*Task objective*
Read the records beneath this task and copy every line that contains the string "written".
___ Records to use
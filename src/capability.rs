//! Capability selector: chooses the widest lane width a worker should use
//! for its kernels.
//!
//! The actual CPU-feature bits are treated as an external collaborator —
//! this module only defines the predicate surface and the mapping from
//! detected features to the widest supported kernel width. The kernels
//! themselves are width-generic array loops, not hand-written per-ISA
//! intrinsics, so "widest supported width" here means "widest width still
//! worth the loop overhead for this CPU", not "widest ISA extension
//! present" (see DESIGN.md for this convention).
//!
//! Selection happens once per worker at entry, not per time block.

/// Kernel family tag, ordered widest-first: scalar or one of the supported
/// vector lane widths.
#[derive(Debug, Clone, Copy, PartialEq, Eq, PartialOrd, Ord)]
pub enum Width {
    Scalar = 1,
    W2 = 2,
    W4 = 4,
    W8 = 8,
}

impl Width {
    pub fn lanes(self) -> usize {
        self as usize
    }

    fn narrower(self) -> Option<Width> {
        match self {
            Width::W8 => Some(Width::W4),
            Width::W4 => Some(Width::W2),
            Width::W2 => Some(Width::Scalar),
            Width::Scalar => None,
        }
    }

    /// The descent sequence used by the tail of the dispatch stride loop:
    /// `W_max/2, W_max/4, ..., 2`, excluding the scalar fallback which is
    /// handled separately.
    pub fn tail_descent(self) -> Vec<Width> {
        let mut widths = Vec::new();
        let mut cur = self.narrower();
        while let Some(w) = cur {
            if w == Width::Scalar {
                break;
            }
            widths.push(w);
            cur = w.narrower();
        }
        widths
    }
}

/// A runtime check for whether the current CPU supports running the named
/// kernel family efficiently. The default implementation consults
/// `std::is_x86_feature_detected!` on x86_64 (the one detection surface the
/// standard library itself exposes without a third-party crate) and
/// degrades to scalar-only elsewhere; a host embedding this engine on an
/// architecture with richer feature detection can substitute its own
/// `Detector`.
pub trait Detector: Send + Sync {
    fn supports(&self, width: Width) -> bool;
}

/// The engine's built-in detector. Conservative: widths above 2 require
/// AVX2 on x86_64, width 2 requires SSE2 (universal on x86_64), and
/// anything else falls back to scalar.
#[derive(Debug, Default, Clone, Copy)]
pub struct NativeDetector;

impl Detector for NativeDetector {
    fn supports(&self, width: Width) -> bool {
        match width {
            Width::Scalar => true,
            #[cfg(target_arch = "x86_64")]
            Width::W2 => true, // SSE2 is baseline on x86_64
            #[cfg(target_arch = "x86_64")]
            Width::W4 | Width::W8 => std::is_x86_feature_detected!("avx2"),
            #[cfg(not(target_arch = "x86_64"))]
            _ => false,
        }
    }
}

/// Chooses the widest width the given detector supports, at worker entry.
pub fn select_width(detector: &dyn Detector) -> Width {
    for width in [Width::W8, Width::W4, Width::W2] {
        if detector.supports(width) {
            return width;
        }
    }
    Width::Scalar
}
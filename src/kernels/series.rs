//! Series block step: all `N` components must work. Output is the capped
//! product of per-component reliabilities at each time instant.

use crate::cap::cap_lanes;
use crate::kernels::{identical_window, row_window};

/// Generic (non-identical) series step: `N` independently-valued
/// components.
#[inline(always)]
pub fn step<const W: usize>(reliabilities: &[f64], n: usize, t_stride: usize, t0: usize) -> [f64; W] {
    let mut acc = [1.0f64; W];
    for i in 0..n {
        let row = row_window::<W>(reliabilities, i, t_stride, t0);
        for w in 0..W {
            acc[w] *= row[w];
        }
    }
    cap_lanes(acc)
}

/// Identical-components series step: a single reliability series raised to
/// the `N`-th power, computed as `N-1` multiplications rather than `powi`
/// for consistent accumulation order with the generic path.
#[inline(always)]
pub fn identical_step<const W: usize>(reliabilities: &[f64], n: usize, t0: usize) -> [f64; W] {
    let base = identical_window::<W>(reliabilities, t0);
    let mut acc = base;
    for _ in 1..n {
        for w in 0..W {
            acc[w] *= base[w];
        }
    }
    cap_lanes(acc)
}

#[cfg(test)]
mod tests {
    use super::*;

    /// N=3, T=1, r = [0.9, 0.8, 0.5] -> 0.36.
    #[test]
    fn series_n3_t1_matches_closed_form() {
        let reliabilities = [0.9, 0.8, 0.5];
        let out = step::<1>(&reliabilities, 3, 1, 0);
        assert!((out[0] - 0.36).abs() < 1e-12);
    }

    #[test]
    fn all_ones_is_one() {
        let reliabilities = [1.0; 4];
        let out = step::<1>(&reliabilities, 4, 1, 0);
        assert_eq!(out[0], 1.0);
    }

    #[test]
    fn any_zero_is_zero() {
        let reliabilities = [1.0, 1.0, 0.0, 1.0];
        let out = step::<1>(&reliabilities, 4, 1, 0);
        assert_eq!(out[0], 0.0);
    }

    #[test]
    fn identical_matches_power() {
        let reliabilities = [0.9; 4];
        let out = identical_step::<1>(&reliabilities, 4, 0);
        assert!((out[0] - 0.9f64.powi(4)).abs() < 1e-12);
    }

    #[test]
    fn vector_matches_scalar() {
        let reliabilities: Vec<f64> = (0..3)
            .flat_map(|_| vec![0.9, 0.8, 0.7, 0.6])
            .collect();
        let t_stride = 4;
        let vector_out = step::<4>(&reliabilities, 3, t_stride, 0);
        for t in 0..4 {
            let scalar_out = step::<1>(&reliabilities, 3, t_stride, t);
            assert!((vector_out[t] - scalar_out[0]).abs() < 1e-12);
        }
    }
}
______
___ Records to use
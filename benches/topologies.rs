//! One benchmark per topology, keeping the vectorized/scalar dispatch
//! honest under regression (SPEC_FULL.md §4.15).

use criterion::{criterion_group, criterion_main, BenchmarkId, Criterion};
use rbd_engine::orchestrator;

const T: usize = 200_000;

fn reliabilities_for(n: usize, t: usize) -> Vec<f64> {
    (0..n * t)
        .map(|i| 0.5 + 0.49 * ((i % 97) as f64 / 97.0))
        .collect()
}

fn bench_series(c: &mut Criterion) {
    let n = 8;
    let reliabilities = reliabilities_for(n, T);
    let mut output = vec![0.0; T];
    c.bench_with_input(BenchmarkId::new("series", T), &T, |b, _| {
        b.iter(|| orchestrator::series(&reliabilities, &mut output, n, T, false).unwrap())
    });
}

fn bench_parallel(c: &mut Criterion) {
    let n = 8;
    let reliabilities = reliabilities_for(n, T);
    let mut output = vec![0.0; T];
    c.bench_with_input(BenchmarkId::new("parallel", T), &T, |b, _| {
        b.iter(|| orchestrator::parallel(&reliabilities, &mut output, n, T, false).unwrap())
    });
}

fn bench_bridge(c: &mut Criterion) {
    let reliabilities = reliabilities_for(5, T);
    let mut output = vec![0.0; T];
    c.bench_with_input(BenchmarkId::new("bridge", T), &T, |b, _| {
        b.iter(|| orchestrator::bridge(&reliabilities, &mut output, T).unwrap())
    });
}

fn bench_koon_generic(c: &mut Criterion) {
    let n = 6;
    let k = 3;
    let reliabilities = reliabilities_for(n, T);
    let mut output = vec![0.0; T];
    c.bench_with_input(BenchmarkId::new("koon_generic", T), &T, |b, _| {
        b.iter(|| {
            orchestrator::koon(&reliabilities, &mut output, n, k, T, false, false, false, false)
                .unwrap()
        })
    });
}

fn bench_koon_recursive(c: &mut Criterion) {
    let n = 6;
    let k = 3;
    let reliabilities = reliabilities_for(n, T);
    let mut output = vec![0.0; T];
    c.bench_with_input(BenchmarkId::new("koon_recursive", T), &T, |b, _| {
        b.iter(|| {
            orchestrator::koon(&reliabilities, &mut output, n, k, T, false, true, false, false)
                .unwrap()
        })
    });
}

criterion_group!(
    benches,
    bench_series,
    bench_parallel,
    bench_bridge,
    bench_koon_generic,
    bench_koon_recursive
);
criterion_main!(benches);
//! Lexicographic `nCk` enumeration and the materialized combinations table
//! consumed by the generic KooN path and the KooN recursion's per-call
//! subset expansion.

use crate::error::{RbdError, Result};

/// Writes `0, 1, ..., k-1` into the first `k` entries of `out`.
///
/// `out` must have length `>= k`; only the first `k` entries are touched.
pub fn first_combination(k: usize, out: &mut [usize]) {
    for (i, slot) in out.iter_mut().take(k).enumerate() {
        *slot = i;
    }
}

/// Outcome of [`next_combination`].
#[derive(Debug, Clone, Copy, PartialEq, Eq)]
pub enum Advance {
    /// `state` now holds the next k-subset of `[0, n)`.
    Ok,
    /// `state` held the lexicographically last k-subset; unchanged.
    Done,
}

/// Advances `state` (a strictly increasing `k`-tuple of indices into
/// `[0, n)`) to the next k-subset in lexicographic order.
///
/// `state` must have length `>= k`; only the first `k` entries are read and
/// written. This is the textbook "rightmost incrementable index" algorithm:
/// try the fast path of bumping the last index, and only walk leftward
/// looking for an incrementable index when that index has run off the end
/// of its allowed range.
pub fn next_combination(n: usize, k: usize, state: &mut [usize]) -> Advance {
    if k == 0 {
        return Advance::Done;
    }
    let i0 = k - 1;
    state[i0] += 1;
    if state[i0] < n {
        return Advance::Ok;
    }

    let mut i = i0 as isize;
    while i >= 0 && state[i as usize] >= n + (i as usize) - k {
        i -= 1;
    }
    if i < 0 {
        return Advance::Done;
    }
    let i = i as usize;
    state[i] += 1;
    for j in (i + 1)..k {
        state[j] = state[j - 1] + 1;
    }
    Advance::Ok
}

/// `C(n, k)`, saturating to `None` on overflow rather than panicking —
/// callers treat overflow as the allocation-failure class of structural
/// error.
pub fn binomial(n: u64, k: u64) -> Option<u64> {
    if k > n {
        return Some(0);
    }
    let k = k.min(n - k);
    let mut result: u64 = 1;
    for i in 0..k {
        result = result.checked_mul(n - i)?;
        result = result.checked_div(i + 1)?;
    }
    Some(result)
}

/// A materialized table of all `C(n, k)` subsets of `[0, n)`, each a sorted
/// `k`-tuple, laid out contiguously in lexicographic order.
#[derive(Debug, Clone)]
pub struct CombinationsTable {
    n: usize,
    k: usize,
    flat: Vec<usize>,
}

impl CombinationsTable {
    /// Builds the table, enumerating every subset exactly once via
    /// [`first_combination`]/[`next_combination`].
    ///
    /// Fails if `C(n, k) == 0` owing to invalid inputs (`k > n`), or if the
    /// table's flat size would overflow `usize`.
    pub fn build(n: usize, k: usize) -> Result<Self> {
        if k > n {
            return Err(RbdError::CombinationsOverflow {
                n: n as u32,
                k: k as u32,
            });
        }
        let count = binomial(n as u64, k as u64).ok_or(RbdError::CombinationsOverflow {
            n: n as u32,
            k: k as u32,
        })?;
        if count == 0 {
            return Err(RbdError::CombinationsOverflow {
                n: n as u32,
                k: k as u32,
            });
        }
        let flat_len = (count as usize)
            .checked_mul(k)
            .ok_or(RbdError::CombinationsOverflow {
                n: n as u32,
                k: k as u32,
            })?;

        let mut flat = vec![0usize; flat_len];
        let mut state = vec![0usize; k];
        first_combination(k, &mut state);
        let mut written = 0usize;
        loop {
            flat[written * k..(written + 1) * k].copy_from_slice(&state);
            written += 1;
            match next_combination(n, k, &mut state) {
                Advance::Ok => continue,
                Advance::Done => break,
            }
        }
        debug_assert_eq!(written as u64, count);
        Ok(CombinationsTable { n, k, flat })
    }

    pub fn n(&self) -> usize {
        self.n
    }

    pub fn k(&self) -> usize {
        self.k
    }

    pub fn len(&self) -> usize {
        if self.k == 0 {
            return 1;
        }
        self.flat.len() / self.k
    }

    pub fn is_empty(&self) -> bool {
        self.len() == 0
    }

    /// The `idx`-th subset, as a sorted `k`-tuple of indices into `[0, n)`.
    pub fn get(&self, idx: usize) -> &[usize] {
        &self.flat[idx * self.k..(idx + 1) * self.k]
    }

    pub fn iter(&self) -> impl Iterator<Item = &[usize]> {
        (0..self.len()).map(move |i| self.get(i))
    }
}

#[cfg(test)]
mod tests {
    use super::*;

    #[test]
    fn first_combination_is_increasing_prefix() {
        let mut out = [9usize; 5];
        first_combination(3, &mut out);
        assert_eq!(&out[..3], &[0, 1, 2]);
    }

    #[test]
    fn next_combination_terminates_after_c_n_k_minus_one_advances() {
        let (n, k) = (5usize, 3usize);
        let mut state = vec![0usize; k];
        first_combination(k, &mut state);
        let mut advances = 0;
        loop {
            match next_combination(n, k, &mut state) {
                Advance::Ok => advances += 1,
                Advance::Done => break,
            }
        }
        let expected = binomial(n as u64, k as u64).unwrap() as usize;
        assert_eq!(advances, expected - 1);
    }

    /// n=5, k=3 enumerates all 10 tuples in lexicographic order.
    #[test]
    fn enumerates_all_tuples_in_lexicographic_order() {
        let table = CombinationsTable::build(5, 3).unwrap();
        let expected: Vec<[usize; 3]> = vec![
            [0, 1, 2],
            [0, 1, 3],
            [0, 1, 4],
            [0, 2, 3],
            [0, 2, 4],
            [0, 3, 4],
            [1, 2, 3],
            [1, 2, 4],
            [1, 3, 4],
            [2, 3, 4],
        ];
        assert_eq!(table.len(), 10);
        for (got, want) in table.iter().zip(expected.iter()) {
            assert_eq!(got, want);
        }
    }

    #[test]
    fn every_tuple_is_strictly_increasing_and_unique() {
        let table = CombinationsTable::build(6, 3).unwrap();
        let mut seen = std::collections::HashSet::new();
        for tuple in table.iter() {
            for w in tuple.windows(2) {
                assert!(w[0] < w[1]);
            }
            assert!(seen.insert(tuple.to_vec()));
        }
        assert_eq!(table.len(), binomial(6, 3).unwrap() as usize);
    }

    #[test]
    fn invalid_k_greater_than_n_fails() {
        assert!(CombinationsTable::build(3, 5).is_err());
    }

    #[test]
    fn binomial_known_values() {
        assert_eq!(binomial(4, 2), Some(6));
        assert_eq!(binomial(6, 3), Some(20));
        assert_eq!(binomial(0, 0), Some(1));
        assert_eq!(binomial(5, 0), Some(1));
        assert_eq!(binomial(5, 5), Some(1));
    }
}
______
*Exercise answer*
//! themselves are width-generic array loops, not hand-written per-ISA
/// written. This is the textbook "rightmost incrementable index" algorithm:
        let mut written = 0usize;
            flat[written * k..(written + 1) * k].copy_from_slice(&state);
            written += 1;
        debug_assert_eq!(written as u64, count);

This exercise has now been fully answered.